Seat ♠   ♥   ♦   ♣   HCP   Actual Hand
0    2   4   4   3   12   ♠AK ♥J982 ♦Q986 ♣Q65                                        
1    4   3   2   4   15   ♠JT97 ♥QT5 ♦A5 ♣AKJ7                                        
2    3   5   2   3   9    ♠Q82 ♥AK743 ♦32 ♣T83
3    4   1   5   3   4    ♠6543 ♥6 ♦KJT74 ♣942

# At table 0, JPS at Seat 0 and Seat 2 (two AI doesn't know each other's hands), and WBridge5 at Seat 1 and Seat 3
# At table 1, JPS at Seat 1 and Seat 3, and WBridge5 at Seat 0 and Seat 2
# Bids in parentheses are from WBridge5 (the opponent)

Table 0, dealer: 0  1H (1N) P (P) P                                                   # Bidding. Seat 0 -> 1 -> 2 -> 3. JPS bids 1H, WBridge5 bids 1N (contract) 
Table 1, dealer: 0  (1D) P (1H) P (2H) X (3H) P (P) P                                 # Bidding. WBridge5 bids 1D, JPS bids P, Wbridge5 bids 1H, then 2H, then 3H (contract)

Table 0, Trick taken by declarer: 5, rawNSSeatScore: 100                              # Result After DDS. 1N down 2, declarer (Wbridge5) loses 100 points and JPS won 100 points.  
Table 1, Trick taken by declarer: 8, rawNSSeatScore: -50                              # 3H down 1, declarer (WBridge5) loses 50 points and JPS won 50 points. 
Final reward 0.166667                                                                 # Convert the two table scores into normalized IMPs (= IMP / 24) 
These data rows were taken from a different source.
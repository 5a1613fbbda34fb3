//! Chess piece representation.

use crate::Side;

/// The six types of chess pieces.
#[derive(Debug, Clone, Copy, PartialEq, Eq, Hash)]
#[repr(u8)]
pub enum PieceKind {
    Pawn = 0,
    Knight = 1,
    Bishop = 2,
    Rook = 3,
    Queen = 4,
    King = 5,
}

impl PieceKind {
    /// All piece kinds in order.
    pub const ALL: [PieceKind; 6] = [
        PieceKind::Pawn,
        PieceKind::Knight,
        PieceKind::Bishop,
        PieceKind::Rook,
        PieceKind::Queen,
        PieceKind::King,
    ];

    /// Returns the index of this piece kind (0-5).
    #[inline]
    pub const fn index(self) -> usize {
        self as usize
    }

    /// Returns true if this kind slides along rays (bishop, rook, or queen).
    #[inline]
    pub const fn is_slider(self) -> bool {
        matches!(self, PieceKind::Bishop | PieceKind::Rook | PieceKind::Queen)
    }

    /// Returns the Unicode symbol for this kind in the given side's color,
    /// used when rendering a board as text.
    pub const fn symbol(self, side: Side) -> char {
        match side {
            Side::White => match self {
                PieceKind::Pawn => '♙',
                PieceKind::Knight => '♘',
                PieceKind::Bishop => '♗',
                PieceKind::Rook => '♖',
                PieceKind::Queen => '♕',
                PieceKind::King => '♔',
            },
            Side::Black => match self {
                PieceKind::Pawn => '♟',
                PieceKind::Knight => '♞',
                PieceKind::Bishop => '♝',
                PieceKind::Rook => '♜',
                PieceKind::Queen => '♛',
                PieceKind::King => '♚',
            },
        }
    }
}

impl std::fmt::Display for PieceKind {
    fn fmt(&self, f: &mut std::fmt::Formatter<'_>) -> std::fmt::Result {
        let name = match self {
            PieceKind::Pawn => "Pawn",
            PieceKind::Knight => "Knight",
            PieceKind::Bishop => "Bishop",
            PieceKind::Rook => "Rook",
            PieceKind::Queen => "Queen",
            PieceKind::King => "King",
        };
        write!(f, "{}", name)
    }
}

/// A piece on the board: its kind, its owner, and whether it has moved.
///
/// `has_moved` becomes true the first time the piece is relocated and gates
/// the pawn's two-square opening move. Promotion rewrites `kind` to
/// [`PieceKind::Queen`] in place; a piece otherwise keeps its identity as it
/// moves between squares.
#[derive(Debug, Clone, Copy, PartialEq, Eq)]
pub struct Piece {
    pub kind: PieceKind,
    pub side: Side,
    pub has_moved: bool,
}

impl Piece {
    /// Creates a piece that has not moved yet.
    #[inline]
    pub const fn new(kind: PieceKind, side: Side) -> Self {
        Piece {
            kind,
            side,
            has_moved: false,
        }
    }

    /// Returns the rendering symbol for this piece.
    #[inline]
    pub const fn symbol(self) -> char {
        self.kind.symbol(self.side)
    }
}
//! Pseudo-legal move generation.
//!
//! Destinations obey piece movement and occupancy rules but are not
//! filtered for whether the mover's own king ends up attacked. Two
//! occupancy rules apply everywhere: a same-side piece blocks a
//! destination, and the opposing king is never a legal destination.

use crate::{Board, EngineError};
use chess_core::{Move, Piece, PieceKind, Side, Square};

/// Knight jump offsets.
const KNIGHT_OFFSETS: [(i8, i8); 8] = [
    (-2, -1),
    (-2, 1),
    (-1, -2),
    (-1, 2),
    (1, -2),
    (1, 2),
    (2, -1),
    (2, 1),
];

/// King step offsets, also the queen's ray directions.
const KING_OFFSETS: [(i8, i8); 8] = [
    (-1, -1),
    (-1, 0),
    (-1, 1),
    (0, -1),
    (0, 1),
    (1, -1),
    (1, 0),
    (1, 1),
];

const ROOK_DIRECTIONS: [(i8, i8); 4] = [(-1, 0), (1, 0), (0, -1), (0, 1)];

const BISHOP_DIRECTIONS: [(i8, i8); 4] = [(-1, -1), (-1, 1), (1, -1), (1, 1)];

/// Computes the pseudo-legal destinations for the piece at `origin`.
///
/// Returns [`EngineError::InvalidSelection`] if `origin` is empty; an
/// immobile piece yields an empty, non-error set. The result holds no
/// duplicates and every square is on the board.
pub fn legal_destinations(board: &Board, origin: Square) -> Result<Vec<Square>, EngineError> {
    match board.get(origin) {
        Some(piece) => Ok(destinations_of(board, origin, piece)),
        None => Err(EngineError::InvalidSelection(origin)),
    }
}

/// Destination set for a piece already known to sit at `origin`.
pub(crate) fn destinations_of(board: &Board, origin: Square, piece: Piece) -> Vec<Square> {
    let mut destinations = Vec::new();
    match piece.kind {
        PieceKind::Pawn => pawn_destinations(board, origin, piece, &mut destinations),
        PieceKind::Knight => {
            step_destinations(board, origin, piece.side, &KNIGHT_OFFSETS, &mut destinations)
        }
        PieceKind::King => {
            step_destinations(board, origin, piece.side, &KING_OFFSETS, &mut destinations)
        }
        PieceKind::Rook => {
            slide_destinations(board, origin, piece.side, &ROOK_DIRECTIONS, &mut destinations)
        }
        PieceKind::Bishop => slide_destinations(
            board,
            origin,
            piece.side,
            &BISHOP_DIRECTIONS,
            &mut destinations,
        ),
        PieceKind::Queen => {
            slide_destinations(board, origin, piece.side, &KING_OFFSETS, &mut destinations)
        }
    }
    destinations
}

/// True if a piece of `side` may land on `square`: it is empty or holds an
/// opposing piece other than the king.
fn can_land(board: &Board, side: Side, square: Square) -> bool {
    match board.get(square) {
        None => true,
        Some(occupant) => occupant.side != side && occupant.kind != PieceKind::King,
    }
}

fn pawn_destinations(board: &Board, origin: Square, piece: Piece, out: &mut Vec<Square>) {
    let dir = piece.side.pawn_direction();

    // Straight pushes never capture.
    if let Some(ahead) = origin.offset(dir, 0) {
        if board.get(ahead).is_none() {
            out.push(ahead);
            if !piece.has_moved {
                if let Some(two_ahead) = ahead.offset(dir, 0) {
                    if board.get(two_ahead).is_none() {
                        out.push(two_ahead);
                    }
                }
            }
        }
    }

    // Diagonal steps only onto an opposing non-king piece.
    for d_col in [-1, 1] {
        if let Some(target) = origin.offset(dir, d_col) {
            if let Some(occupant) = board.get(target) {
                if occupant.side != piece.side && occupant.kind != PieceKind::King {
                    out.push(target);
                }
            }
        }
    }
}

fn step_destinations(
    board: &Board,
    origin: Square,
    side: Side,
    offsets: &[(i8, i8)],
    out: &mut Vec<Square>,
) {
    for &(d_row, d_col) in offsets {
        if let Some(target) = origin.offset(d_row, d_col) {
            if can_land(board, side, target) {
                out.push(target);
            }
        }
    }
}

/// Walks each direction one step at a time: an empty square is added and
/// the walk continues; an opposing non-king piece is added and the walk
/// stops; a same-side piece or the opposing king stops the walk without
/// being added.
fn slide_destinations(
    board: &Board,
    origin: Square,
    side: Side,
    directions: &[(i8, i8)],
    out: &mut Vec<Square>,
) {
    for &(d_row, d_col) in directions {
        let mut current = origin;
        while let Some(next) = current.offset(d_row, d_col) {
            match board.get(next) {
                None => {
                    out.push(next);
                    current = next;
                }
                Some(occupant) => {
                    if occupant.side != side && occupant.kind != PieceKind::King {
                        out.push(next);
                    }
                    break;
                }
            }
        }
    }
}

/// Enumerates every pseudo-legal move for `side`.
pub fn all_moves(board: &Board, side: Side) -> Vec<Move> {
    let mut moves = Vec::new();
    for (from, piece) in board.pieces(side) {
        moves.extend(
            destinations_of(board, from, piece)
                .into_iter()
                .map(|to| Move::new(from, to)),
        );
    }
    moves
}

/// Returns true if `side` has at least one pseudo-legal move, stopping at
/// the first piece that can move.
pub fn has_any_move(board: &Board, side: Side) -> bool {
    board
        .pieces(side)
        .any(|(square, piece)| !destinations_of(board, square, piece).is_empty())
}

/// Returns true if an opposing piece attacks `side`'s king square.
///
/// This exists for display text only ("check"); it never gates move
/// legality or game termination. A missing king is simply not in check.
pub fn is_king_in_check(board: &Board, side: Side) -> bool {
    let Some(king) = board.king_square(side) else {
        return false;
    };
    board
        .pieces(side.opposite())
        .any(|(square, piece)| attacks_square(board, square, piece, king))
}

/// True if the piece at `origin` attacks `target`, ignoring the rule that
/// kings cannot be captured (a king square must be attackable for the
/// check predicate to mean anything).
fn attacks_square(board: &Board, origin: Square, piece: Piece, target: Square) -> bool {
    match piece.kind {
        PieceKind::Pawn => {
            let dir = piece.side.pawn_direction();
            [-1, 1]
                .into_iter()
                .any(|d_col| origin.offset(dir, d_col) == Some(target))
        }
        PieceKind::Knight => KNIGHT_OFFSETS
            .iter()
            .any(|&(d_row, d_col)| origin.offset(d_row, d_col) == Some(target)),
        PieceKind::King => KING_OFFSETS
            .iter()
            .any(|&(d_row, d_col)| origin.offset(d_row, d_col) == Some(target)),
        PieceKind::Rook => attacks_along(board, origin, &ROOK_DIRECTIONS, target),
        PieceKind::Bishop => attacks_along(board, origin, &BISHOP_DIRECTIONS, target),
        PieceKind::Queen => attacks_along(board, origin, &KING_OFFSETS, target),
    }
}

fn attacks_along(
    board: &Board,
    origin: Square,
    directions: &[(i8, i8)],
    target: Square,
) -> bool {
    for &(d_row, d_col) in directions {
        let mut current = origin;
        while let Some(next) = current.offset(d_row, d_col) {
            if next == target {
                return true;
            }
            if board.get(next).is_some() {
                break;
            }
            current = next;
        }
    }
    false
}
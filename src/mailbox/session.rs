//! Blocking IMAP session: authenticate, select, fetch a sequence range,
//! tear down. One session serves one fetch-range request end-to-end; run
//! it inside `tokio::task::spawn_blocking`.
//!
//! The connection is released on every exit path: `logout()` on the happy
//! path, and a `Drop` impl that best-effort LOGOUTs and shuts the socket
//! when a session is abandoned mid-operation.

use std::io::{Read, Write};
use std::net::TcpStream;
use std::time::Duration;

use rustls::{ClientConnection, StreamOwned};
use rustls_pki_types::ServerName;
use secrecy::ExposeSecret;
use tracing::debug;

use crate::config::MailboxConfig;
use crate::error::SessionError;
use crate::mailbox::tls;

const IO_TIMEOUT: Duration = Duration::from_secs(30);

/// A raw fetched message: sequence number plus the full RFC 822 bytes.
/// Ownership transfers to the parser, which consumes the bytes whole.
#[derive(Debug, Clone)]
pub struct RawEmail {
    pub seq: u32,
    pub bytes: Vec<u8>,
}

/// Result of selecting a mailbox.
#[derive(Debug, Clone, Copy)]
pub struct MailboxInfo {
    pub total_messages: u32,
}

/// A contiguous 1-based sequence-number interval.
///
/// `last_n(total, n)` covers the newest `n` messages:
/// start `max(1, total - n + 1)`, end `total`. A zero total yields the
/// empty range and no FETCH is issued for it.
#[derive(Debug, Clone, Copy, PartialEq, Eq)]
pub struct SeqRange {
    start: u32,
    end: u32,
}

impl SeqRange {
    pub fn last_n(total: u32, n: u32) -> Self {
        if total == 0 {
            return Self { start: 1, end: 0 };
        }
        Self {
            start: total.saturating_sub(n - 1).max(1),
            end: total,
        }
    }

    pub fn is_empty(&self) -> bool {
        self.end < self.start
    }

    pub fn start(&self) -> u32 {
        self.start
    }

    pub fn end(&self) -> u32 {
        self.end
    }

    /// Number of messages covered.
    pub fn len(&self) -> u32 {
        if self.is_empty() {
            0
        } else {
            self.end - self.start + 1
        }
    }
}

/// Tagged-command response: untagged data lines plus the tagged completion.
struct CommandResponse {
    tagged: String,
    untagged: Vec<String>,
}

impl CommandResponse {
    fn is_ok(&self) -> bool {
        tagged_ok(&self.tagged)
    }
}

/// True iff a tagged completion line reports OK.
fn tagged_ok(line: &str) -> bool {
    line.split_whitespace()
        .nth(1)
        .is_some_and(|word| word.eq_ignore_ascii_case("OK"))
}

/// An authenticated IMAP session over TLS.
pub struct MailboxSession {
    stream: StreamOwned<ClientConnection, TcpStream>,
    tag: u32,
    closed: bool,
}

impl MailboxSession {
    /// Connect, perform the TLS handshake, and authenticate.
    ///
    /// Network and TLS failures map to `Connection`; a rejected LOGIN maps
    /// to `Auth`.
    pub fn open(config: &MailboxConfig) -> Result<Self, SessionError> {
        let tcp = TcpStream::connect((config.host.as_str(), config.port))
            .map_err(|e| SessionError::Connection(format!("connect {}: {e}", config.host)))?;
        tcp.set_read_timeout(Some(IO_TIMEOUT))
            .map_err(|e| SessionError::Connection(e.to_string()))?;
        tcp.set_write_timeout(Some(IO_TIMEOUT))
            .map_err(|e| SessionError::Connection(e.to_string()))?;

        let server_name = ServerName::try_from(config.host.clone())
            .map_err(|e| SessionError::Connection(format!("invalid host name: {e}")))?;
        let conn =
            ClientConnection::new(tls::client_config(config.accept_invalid_certs), server_name)
                .map_err(|e| SessionError::Connection(format!("TLS setup: {e}")))?;

        let mut session = Self {
            stream: StreamOwned::new(conn, tcp),
            tag: 0,
            closed: false,
        };

        let greeting = session
            .read_line()
            .map_err(|e| SessionError::Connection(format!("greeting: {e}")))?;
        debug!(greeting = greeting.trim(), "IMAP server greeting");

        let login = session
            .command(&format!(
                "LOGIN {} {}",
                quote(&config.username),
                quote(config.password.expose_secret()),
            ))
            .map_err(|e| SessionError::Connection(format!("login: {e}")))?;
        if !login.is_ok() {
            return Err(SessionError::Auth(login.tagged.trim().to_string()));
        }

        Ok(session)
    }

    /// Select a mailbox and report its total message count.
    pub fn select(&mut self, mailbox: &str) -> Result<MailboxInfo, SessionError> {
        let response = self
            .command(&format!("SELECT {}", quote(mailbox)))
            .map_err(|e| SessionError::Mailbox(format!("select {mailbox}: {e}")))?;
        if !response.is_ok() {
            return Err(SessionError::Mailbox(response.tagged.trim().to_string()));
        }

        let total = response
            .untagged
            .iter()
            .find_map(|line| parse_exists(line))
            .unwrap_or(0);
        Ok(MailboxInfo {
            total_messages: total,
        })
    }

    /// Fetch the full body of every message in `range`.
    ///
    /// The empty range issues no FETCH. A descending non-empty range can
    /// only come from a miscomputed range, caught by the debug assertion.
    pub fn fetch(&mut self, range: SeqRange) -> Result<Vec<RawEmail>, SessionError> {
        if range.is_empty() {
            return Ok(Vec::new());
        }
        debug_assert!(range.end >= range.start, "descending fetch range");

        self.tag += 1;
        let tag = format!("A{}", self.tag);
        self.write_all(&format!(
            "{tag} FETCH {}:{} (BODY.PEEK[])\r\n",
            range.start, range.end
        ))
        .map_err(|e| SessionError::Fetch(format!("send: {e}")))?;

        let mut raws = Vec::with_capacity(range.len() as usize);
        loop {
            let line = self
                .read_line()
                .map_err(|e| SessionError::Fetch(format!("read: {e}")))?;

            if line.starts_with(&tag) {
                if !tagged_ok(&line) {
                    return Err(SessionError::Fetch(line.trim().to_string()));
                }
                break;
            }

            if let Some((seq, len)) = parse_fetch_prelude(&line) {
                let mut bytes = vec![0u8; len];
                self.stream
                    .read_exact(&mut bytes)
                    .map_err(|e| SessionError::Fetch(format!("literal: {e}")))?;
                raws.push(RawEmail { seq, bytes });
            }
            // Attribute continuation lines and closing ")" are skipped.
        }

        debug!(count = raws.len(), "fetched raw messages");
        Ok(raws)
    }

    /// Log out and release the connection. Errors during LOGOUT are
    /// ignored; the session is gone either way.
    pub fn logout(mut self) {
        let _ = self.command("LOGOUT");
        let _ = self.stream.sock.shutdown(std::net::Shutdown::Both);
        self.closed = true;
    }

    // ── wire helpers ────────────────────────────────────────────────

    fn command(&mut self, cmd: &str) -> std::io::Result<CommandResponse> {
        self.tag += 1;
        let tag = format!("A{}", self.tag);
        self.write_all(&format!("{tag} {cmd}\r\n"))?;

        let mut untagged = Vec::new();
        loop {
            let line = self.read_line()?;
            if line.starts_with(&tag) {
                return Ok(CommandResponse {
                    tagged: line,
                    untagged,
                });
            }
            untagged.push(line);
        }
    }

    fn write_all(&mut self, data: &str) -> std::io::Result<()> {
        self.stream.write_all(data.as_bytes())?;
        self.stream.flush()
    }

    fn read_line(&mut self) -> std::io::Result<String> {
        let mut buf = Vec::new();
        loop {
            let mut byte = [0u8; 1];
            let n = self.stream.read(&mut byte)?;
            if n == 0 {
                return Err(std::io::Error::new(
                    std::io::ErrorKind::UnexpectedEof,
                    "connection closed",
                ));
            }
            buf.push(byte[0]);
            if buf.ends_with(b"\r\n") {
                return Ok(String::from_utf8_lossy(&buf).to_string());
            }
        }
    }
}

impl Drop for MailboxSession {
    fn drop(&mut self) {
        if self.closed {
            return;
        }
        // Abandoned mid-operation: try to say goodbye, then cut the socket.
        self.tag += 1;
        let _ = self.write_all(&format!("A{} LOGOUT\r\n", self.tag));
        let _ = self.stream.sock.shutdown(std::net::Shutdown::Both);
    }
}

/// Quote a string for an IMAP command argument.
fn quote(s: &str) -> String {
    format!("\"{}\"", s.replace('\\', "\\\\").replace('"', "\\\""))
}

/// Parse `* <n> EXISTS`.
fn parse_exists(line: &str) -> Option<u32> {
    let mut tokens = line.split_whitespace();
    if tokens.next()? != "*" {
        return None;
    }
    let n: u32 = tokens.next()?.parse().ok()?;
    tokens
        .next()?
        .eq_ignore_ascii_case("EXISTS")
        .then_some(n)
}

/// Parse the first line of an untagged FETCH response carrying a literal,
/// e.g. `* 17 FETCH (BODY[] {2048}` — returns (sequence number, literal
/// length).
fn parse_fetch_prelude(line: &str) -> Option<(u32, usize)> {
    let mut tokens = line.split_whitespace();
    if tokens.next()? != "*" {
        return None;
    }
    let seq: u32 = tokens.next()?.parse().ok()?;
    if !tokens.next()?.eq_ignore_ascii_case("FETCH") {
        return None;
    }

    let trimmed = line.trim_end();
    let open = trimmed.rfind('{')?;
    let close = trimmed.rfind('}')?;
    if close != trimmed.len() - 1 || close <= open {
        return None;
    }
    let len: usize = trimmed[open + 1..close].parse().ok()?;
    Some((seq, len))
}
To compute the overall performance given these logs, please run the following script:

./jps$ python compute_score.py --log_file ./logs/jps_3days.log
mean = 0.442, std = 0.1993448629244666

./jps$ python compute_score.py --log_file ./logs/jps_14days.log
mean = 0.628, std = 0.1944979317253668

Note that the original log had one bug that miscalculated the declarer (the declarer should be the first player calling for the strain of the final contract, rather than the last player who finalizes it). This affects the Final reward entry so a simple grep "Final reward" [log file] didn't give you the right answer. Instead we provide you with compute_score.py to compute the final score correctly, with the help of DDS table of the 1k games stored here.

The pre-trained models, as well as the C++ code that runs it, will be released soon.

Contribution

See the CONTRIBUTING file for how to help out.

License

JPS is under CC-BY-NC 4.0 license, as found in the LICENSE file.